EXERCISE: The line containing "fn fmt(&self, f: &mut" marks the start; please restate exactly that line and only the lines following it through the end of the material below.

GIVEN INFORMATION:
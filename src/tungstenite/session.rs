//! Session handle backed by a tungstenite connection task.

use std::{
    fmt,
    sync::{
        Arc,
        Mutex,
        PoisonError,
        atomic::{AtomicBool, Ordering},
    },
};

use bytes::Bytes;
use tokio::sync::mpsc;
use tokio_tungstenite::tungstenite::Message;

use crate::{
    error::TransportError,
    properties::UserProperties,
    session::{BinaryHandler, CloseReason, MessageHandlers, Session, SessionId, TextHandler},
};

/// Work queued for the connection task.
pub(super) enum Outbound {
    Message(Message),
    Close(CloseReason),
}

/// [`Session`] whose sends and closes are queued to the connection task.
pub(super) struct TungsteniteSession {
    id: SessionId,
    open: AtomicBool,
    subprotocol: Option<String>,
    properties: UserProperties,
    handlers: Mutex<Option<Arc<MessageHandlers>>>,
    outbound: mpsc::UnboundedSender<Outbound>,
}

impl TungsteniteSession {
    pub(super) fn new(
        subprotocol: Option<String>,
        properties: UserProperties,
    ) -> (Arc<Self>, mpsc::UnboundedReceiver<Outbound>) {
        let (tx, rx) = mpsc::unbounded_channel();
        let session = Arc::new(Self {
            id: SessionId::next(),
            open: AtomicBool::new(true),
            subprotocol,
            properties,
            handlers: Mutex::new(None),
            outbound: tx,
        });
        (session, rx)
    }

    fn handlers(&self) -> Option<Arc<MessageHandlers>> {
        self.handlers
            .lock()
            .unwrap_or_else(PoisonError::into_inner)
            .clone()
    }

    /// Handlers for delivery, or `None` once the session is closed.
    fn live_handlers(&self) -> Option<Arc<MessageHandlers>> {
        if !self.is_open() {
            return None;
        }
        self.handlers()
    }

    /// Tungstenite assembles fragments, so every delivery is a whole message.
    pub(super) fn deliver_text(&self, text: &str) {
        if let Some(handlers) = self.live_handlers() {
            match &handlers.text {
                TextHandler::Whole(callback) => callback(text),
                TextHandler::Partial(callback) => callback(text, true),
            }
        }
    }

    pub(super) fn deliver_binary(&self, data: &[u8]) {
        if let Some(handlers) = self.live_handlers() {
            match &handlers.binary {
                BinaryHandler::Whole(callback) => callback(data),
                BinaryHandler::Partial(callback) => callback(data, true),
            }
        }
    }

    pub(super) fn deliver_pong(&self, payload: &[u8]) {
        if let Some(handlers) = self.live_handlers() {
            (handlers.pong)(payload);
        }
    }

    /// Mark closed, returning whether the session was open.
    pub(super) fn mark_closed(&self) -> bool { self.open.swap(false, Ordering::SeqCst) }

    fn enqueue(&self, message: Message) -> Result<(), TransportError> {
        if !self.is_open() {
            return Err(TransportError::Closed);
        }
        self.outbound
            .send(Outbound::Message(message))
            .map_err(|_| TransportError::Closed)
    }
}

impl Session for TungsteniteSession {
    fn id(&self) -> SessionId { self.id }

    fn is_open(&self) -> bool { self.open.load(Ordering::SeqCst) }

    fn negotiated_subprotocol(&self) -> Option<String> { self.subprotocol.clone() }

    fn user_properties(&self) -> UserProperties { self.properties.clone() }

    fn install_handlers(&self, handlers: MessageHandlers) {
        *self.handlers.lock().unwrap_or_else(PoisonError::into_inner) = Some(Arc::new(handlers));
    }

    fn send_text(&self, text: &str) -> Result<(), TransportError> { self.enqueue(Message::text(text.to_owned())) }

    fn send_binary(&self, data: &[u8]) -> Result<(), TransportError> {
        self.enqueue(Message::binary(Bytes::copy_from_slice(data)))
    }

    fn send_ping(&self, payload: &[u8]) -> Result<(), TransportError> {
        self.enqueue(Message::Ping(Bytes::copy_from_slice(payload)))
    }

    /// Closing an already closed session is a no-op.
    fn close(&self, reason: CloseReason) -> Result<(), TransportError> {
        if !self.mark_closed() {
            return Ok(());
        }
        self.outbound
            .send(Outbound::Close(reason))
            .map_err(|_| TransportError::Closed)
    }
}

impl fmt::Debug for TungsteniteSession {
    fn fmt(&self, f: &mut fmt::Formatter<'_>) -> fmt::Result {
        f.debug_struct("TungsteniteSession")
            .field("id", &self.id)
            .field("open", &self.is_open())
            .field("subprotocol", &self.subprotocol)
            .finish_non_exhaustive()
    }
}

WRITTEN ANSWER:
    fn fmt(&self, f: &mut fmt::Formatter<'_>) -> fmt::Result {
        f.debug_struct("TungsteniteSession")
            .field("id", &self.id)
            .field("open", &self.is_open())
            .field("subprotocol", &self.subprotocol)
            .finish_non_exhaustive()
    }
}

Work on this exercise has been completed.